> [TASK ITEM] Identify and pull out each line of the entries in which "configured" occurs.

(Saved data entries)
****************

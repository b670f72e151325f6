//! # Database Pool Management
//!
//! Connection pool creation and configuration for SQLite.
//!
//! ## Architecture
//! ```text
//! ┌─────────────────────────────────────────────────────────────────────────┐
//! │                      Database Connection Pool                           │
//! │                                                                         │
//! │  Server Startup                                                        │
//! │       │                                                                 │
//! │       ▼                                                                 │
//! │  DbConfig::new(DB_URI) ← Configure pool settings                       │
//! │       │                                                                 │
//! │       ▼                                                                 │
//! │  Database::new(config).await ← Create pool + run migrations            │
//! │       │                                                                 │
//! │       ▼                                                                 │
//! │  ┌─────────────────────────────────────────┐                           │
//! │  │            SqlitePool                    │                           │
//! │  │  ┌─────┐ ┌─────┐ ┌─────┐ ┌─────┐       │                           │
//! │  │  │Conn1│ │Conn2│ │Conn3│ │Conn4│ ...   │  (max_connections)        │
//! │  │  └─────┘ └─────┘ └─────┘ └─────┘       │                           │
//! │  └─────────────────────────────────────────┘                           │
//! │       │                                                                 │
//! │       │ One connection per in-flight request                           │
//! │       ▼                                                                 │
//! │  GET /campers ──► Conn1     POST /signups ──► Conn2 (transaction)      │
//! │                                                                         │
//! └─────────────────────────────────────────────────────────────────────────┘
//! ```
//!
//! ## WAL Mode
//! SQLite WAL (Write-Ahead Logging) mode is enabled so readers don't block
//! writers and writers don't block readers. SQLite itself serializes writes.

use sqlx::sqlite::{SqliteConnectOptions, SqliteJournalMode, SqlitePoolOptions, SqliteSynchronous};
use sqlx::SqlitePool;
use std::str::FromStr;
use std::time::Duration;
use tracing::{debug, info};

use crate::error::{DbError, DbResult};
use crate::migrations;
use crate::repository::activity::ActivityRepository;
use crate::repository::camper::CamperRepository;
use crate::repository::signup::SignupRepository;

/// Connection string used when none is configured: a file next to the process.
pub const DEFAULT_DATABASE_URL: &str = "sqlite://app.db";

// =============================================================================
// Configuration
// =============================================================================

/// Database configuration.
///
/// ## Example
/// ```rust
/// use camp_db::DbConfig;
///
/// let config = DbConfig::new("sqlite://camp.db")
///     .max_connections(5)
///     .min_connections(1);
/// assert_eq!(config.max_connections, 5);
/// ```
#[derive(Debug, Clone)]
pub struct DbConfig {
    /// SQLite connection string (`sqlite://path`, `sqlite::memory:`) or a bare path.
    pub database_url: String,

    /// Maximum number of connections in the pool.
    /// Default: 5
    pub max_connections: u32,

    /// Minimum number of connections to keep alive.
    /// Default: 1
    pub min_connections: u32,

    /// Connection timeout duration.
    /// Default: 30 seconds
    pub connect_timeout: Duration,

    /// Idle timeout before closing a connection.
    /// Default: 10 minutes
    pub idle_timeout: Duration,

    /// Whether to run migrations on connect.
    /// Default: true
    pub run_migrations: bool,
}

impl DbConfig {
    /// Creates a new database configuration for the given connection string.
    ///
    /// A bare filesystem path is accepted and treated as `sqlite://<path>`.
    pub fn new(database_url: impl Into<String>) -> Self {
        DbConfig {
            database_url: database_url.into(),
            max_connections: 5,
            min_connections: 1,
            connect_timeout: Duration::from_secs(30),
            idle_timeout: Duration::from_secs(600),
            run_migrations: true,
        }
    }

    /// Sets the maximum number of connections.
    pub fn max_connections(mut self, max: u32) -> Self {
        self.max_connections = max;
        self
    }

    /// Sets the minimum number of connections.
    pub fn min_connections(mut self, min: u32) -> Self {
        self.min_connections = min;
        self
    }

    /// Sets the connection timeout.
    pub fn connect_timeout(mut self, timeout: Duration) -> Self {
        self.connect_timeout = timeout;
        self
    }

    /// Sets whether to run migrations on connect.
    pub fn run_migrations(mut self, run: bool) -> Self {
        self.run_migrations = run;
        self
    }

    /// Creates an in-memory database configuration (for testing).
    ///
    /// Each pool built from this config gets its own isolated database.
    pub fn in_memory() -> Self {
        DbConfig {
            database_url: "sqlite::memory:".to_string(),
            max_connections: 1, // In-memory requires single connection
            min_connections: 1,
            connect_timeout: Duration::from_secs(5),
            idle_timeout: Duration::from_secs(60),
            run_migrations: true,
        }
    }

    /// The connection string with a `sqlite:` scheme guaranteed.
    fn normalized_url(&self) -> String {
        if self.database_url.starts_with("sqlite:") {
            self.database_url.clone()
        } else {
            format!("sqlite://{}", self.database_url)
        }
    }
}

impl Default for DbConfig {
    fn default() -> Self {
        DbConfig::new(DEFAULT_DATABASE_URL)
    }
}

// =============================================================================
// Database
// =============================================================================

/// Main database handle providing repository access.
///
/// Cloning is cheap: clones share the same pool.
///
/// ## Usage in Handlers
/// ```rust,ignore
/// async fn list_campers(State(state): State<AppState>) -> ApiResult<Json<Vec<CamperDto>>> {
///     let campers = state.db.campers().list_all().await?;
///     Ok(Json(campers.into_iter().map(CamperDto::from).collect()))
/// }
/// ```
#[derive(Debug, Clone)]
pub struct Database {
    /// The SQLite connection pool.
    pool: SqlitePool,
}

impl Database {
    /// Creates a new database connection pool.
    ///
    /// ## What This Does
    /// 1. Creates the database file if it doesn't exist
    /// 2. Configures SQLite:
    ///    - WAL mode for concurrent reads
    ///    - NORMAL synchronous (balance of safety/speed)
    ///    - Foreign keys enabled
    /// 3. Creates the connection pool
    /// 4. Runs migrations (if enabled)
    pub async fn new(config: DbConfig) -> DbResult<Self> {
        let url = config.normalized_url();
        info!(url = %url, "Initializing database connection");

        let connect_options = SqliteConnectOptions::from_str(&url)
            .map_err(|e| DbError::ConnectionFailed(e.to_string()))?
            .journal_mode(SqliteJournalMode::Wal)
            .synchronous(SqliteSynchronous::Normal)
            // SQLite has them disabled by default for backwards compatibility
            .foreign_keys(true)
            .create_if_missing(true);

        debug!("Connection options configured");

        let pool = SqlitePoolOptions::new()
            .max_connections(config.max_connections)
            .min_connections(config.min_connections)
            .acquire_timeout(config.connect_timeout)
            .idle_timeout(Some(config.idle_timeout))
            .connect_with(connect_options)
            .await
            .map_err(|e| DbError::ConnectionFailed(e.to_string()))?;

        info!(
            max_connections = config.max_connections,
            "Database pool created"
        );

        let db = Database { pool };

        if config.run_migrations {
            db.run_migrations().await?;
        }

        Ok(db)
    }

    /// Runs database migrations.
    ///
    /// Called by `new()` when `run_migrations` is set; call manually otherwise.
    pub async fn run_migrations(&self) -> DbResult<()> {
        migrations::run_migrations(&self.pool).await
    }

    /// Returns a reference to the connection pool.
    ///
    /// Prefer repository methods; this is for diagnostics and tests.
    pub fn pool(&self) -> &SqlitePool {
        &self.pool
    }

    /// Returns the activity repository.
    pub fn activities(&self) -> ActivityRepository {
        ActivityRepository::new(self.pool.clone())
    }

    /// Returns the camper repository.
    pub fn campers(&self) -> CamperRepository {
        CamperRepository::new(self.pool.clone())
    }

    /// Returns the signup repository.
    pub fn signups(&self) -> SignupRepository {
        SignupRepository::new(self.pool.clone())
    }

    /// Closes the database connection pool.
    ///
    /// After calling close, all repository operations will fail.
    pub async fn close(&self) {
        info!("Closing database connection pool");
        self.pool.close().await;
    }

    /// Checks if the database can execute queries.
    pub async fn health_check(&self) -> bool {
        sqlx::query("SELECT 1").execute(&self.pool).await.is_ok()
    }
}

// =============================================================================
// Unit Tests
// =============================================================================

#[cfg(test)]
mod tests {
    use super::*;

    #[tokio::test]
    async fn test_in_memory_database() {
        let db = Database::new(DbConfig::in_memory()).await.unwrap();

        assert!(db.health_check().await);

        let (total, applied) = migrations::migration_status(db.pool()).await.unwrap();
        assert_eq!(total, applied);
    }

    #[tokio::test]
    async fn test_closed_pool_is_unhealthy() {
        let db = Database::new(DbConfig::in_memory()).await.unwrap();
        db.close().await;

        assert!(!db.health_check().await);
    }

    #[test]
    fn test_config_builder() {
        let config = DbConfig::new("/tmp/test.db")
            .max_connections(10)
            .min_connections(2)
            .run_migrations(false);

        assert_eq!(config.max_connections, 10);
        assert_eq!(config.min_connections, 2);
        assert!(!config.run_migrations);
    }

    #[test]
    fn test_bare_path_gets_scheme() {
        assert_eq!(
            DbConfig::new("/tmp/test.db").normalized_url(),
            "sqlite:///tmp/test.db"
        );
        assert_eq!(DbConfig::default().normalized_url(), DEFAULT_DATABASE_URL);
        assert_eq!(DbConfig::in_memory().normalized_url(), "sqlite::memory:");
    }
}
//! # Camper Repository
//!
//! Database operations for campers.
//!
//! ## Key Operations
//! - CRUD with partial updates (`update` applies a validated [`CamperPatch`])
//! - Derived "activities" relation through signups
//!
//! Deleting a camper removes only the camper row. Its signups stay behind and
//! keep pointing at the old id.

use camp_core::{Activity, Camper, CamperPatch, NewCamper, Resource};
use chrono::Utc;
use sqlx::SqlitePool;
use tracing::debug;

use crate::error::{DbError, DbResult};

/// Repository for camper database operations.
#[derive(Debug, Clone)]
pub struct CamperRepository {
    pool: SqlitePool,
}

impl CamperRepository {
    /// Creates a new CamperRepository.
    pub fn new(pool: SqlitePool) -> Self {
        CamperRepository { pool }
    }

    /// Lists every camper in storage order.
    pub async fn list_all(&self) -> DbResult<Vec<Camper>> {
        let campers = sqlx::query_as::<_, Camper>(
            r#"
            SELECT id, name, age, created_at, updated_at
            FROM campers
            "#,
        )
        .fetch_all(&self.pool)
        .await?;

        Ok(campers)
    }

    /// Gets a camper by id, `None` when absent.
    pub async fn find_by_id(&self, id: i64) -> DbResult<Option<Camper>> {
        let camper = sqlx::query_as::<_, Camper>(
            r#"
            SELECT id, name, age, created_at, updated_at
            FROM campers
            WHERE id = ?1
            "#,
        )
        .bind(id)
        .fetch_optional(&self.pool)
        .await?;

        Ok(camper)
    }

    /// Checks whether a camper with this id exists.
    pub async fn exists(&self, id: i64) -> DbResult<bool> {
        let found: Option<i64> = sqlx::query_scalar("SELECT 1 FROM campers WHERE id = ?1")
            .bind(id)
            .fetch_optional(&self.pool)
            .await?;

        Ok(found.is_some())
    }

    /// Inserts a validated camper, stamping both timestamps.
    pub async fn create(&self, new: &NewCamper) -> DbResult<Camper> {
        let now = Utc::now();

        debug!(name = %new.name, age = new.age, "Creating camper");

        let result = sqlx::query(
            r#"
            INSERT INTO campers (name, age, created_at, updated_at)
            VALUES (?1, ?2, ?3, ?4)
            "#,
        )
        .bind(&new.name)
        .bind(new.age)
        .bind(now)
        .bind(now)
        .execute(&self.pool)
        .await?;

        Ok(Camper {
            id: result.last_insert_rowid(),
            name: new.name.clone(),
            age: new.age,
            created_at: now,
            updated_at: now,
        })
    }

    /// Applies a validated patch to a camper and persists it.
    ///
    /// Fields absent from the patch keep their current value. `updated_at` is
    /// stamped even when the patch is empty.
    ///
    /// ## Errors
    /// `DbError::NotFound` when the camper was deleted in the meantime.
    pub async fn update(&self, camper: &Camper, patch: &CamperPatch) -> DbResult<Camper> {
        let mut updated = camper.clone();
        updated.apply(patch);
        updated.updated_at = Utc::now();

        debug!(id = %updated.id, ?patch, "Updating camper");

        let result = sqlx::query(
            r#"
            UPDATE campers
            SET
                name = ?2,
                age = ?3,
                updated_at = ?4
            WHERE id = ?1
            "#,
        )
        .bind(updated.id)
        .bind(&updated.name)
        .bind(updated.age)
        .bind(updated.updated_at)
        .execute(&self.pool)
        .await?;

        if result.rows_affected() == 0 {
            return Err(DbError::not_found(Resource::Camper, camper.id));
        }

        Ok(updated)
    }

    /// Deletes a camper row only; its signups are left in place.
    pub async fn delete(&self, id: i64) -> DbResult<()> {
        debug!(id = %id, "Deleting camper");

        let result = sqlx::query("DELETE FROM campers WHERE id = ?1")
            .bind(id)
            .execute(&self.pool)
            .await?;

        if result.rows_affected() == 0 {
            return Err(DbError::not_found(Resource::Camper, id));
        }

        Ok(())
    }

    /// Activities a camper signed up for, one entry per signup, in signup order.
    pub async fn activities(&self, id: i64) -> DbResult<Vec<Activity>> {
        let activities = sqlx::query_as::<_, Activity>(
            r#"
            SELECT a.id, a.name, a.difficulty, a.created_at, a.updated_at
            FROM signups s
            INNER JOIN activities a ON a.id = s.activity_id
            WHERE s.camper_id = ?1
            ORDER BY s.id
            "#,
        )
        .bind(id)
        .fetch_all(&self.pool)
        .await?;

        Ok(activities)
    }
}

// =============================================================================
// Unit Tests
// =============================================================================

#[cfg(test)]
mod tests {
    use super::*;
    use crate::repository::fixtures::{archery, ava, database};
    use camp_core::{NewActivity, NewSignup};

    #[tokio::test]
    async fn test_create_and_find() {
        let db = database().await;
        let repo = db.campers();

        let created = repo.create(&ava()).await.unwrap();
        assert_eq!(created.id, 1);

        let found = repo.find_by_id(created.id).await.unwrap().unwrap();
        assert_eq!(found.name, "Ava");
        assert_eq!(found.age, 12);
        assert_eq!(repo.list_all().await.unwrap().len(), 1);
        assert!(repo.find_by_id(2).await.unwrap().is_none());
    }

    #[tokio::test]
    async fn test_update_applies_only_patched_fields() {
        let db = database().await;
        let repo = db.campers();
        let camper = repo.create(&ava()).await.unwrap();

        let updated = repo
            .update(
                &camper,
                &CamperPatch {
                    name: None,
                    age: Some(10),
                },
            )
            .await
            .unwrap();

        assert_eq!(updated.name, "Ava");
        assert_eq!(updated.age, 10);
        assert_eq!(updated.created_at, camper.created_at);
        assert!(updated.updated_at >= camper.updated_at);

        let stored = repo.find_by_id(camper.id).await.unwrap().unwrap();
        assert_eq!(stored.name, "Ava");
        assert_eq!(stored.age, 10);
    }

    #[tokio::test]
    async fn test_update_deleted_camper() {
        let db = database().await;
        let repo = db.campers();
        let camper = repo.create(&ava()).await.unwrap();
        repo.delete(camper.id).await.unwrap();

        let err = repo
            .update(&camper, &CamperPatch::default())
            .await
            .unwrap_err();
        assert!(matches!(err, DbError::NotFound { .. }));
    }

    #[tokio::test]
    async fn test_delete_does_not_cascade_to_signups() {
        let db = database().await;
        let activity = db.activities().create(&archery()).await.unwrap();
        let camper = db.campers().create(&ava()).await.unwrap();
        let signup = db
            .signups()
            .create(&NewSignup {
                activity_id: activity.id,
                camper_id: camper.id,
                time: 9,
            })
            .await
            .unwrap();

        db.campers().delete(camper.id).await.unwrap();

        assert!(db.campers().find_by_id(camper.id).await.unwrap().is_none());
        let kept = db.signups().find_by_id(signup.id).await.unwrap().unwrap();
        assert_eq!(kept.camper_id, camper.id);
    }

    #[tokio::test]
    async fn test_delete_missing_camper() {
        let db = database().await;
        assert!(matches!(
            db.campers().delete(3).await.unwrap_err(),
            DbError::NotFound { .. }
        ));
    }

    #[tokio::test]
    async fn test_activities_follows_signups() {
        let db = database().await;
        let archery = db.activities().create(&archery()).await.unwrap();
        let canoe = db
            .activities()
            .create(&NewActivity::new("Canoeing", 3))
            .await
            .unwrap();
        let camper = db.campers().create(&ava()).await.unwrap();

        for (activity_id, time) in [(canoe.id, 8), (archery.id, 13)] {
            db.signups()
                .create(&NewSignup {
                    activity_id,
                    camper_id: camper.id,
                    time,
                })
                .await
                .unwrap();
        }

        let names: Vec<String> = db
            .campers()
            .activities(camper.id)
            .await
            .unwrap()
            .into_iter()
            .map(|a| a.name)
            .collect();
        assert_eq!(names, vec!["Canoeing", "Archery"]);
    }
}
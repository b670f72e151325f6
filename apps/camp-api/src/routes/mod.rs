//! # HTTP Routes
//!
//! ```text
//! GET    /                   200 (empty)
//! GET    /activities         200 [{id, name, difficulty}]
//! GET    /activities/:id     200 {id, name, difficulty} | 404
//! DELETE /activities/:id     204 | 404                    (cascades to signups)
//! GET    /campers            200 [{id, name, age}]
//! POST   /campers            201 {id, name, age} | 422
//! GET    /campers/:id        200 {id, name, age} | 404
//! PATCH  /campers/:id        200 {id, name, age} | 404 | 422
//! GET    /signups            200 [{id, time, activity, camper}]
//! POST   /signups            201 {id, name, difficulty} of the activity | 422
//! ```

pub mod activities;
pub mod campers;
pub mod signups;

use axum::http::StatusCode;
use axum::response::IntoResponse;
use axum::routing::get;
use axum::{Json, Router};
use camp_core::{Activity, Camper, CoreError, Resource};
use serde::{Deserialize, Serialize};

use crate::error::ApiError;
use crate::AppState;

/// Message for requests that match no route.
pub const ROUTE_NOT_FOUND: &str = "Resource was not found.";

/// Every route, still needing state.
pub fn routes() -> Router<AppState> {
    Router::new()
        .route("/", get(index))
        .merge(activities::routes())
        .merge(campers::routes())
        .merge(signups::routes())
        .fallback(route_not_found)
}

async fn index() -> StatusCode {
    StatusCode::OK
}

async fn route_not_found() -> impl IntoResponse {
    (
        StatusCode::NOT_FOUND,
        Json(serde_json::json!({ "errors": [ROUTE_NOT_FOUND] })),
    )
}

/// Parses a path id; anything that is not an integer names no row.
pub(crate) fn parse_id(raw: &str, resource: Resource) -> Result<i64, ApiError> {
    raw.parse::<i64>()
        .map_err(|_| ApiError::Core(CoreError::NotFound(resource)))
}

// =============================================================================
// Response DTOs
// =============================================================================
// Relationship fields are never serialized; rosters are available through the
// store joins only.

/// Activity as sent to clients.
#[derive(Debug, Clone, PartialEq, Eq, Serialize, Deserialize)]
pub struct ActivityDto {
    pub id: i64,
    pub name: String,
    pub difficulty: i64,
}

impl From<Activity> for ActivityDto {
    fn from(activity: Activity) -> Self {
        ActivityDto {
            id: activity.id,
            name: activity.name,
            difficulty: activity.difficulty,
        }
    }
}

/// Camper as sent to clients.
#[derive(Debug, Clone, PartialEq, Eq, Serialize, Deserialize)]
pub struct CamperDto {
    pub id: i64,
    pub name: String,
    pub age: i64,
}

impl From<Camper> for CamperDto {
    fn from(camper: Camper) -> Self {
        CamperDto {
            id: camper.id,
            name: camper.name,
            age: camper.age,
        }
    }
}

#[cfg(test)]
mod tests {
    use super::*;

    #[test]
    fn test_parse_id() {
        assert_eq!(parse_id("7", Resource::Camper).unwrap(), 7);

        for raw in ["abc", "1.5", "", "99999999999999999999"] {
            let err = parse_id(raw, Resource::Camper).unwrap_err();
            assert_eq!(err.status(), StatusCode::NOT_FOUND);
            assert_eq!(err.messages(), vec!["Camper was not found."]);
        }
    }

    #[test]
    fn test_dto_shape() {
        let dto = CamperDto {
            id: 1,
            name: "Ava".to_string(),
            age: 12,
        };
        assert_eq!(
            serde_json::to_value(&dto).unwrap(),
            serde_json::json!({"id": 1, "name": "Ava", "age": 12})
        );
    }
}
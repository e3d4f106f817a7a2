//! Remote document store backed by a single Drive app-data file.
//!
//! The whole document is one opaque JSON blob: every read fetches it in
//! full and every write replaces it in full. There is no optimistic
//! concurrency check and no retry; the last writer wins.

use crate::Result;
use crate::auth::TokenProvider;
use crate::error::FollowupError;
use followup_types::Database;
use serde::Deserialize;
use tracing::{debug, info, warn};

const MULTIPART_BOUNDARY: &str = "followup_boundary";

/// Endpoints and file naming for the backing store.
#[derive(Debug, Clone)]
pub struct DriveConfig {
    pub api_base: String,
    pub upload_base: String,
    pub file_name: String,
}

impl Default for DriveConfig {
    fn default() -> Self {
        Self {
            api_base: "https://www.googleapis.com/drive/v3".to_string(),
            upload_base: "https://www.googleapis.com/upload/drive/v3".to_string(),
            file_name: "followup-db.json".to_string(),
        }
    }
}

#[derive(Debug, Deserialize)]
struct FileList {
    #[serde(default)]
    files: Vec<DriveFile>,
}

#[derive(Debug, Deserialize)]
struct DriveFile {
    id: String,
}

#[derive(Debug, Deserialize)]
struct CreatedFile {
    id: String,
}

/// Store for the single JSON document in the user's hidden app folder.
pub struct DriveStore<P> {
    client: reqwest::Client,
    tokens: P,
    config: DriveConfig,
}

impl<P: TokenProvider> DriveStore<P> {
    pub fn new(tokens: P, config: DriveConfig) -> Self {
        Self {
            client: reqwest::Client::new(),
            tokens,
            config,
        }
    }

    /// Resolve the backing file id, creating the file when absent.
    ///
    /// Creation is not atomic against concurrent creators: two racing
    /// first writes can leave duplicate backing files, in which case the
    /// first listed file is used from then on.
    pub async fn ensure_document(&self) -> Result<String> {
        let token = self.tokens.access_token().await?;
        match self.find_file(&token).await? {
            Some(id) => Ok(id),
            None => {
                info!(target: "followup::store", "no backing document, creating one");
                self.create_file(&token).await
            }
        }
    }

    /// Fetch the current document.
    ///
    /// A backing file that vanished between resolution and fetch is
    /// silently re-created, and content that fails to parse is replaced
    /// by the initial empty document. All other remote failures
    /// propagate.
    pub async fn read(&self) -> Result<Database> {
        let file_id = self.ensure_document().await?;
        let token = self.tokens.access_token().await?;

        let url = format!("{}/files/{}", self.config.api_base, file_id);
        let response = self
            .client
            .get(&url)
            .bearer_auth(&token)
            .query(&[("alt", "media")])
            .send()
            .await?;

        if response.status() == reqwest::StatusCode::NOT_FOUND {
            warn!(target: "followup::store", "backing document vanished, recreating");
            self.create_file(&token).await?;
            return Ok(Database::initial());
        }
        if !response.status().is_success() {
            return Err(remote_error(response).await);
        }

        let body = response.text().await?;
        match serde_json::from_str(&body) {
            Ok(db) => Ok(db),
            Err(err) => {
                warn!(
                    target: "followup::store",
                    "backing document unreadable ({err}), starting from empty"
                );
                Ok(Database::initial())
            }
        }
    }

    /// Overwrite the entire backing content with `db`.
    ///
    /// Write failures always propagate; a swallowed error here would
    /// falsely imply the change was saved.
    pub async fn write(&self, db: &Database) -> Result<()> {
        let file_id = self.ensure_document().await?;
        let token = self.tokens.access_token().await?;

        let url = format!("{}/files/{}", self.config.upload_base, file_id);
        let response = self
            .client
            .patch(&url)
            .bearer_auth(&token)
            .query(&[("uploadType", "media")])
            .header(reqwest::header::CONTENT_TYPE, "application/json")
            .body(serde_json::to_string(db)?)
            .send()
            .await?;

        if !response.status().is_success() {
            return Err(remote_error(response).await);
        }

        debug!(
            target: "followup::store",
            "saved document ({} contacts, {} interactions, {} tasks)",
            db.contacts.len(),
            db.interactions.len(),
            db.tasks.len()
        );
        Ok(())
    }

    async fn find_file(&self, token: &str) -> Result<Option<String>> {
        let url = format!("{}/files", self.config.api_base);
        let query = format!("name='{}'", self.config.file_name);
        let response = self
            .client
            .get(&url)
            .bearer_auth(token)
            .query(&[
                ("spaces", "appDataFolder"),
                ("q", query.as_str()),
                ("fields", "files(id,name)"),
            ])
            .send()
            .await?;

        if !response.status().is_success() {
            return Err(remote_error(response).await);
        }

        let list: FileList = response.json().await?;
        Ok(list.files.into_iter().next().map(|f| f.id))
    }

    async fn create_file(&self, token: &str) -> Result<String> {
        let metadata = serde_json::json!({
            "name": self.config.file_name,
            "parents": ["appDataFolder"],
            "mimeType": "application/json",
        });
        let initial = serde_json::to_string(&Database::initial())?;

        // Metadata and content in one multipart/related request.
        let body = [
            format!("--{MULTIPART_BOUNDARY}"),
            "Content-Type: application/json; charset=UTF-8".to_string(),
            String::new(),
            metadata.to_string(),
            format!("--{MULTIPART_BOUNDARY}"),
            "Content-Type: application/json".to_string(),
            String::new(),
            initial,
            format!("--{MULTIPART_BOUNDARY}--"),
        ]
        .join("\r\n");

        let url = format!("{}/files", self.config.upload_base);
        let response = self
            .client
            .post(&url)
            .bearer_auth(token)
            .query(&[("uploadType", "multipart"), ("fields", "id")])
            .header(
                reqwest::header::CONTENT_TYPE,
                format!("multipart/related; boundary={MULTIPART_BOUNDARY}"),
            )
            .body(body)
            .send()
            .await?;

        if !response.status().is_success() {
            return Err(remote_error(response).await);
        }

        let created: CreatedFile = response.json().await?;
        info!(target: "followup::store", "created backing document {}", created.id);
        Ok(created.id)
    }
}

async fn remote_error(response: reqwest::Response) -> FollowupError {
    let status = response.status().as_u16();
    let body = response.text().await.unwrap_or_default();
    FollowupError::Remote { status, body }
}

****************

> [RESULT OF THE TASK]
/// Connection string used when none is configured: a file next to the process.
        debug!("Connection options configured");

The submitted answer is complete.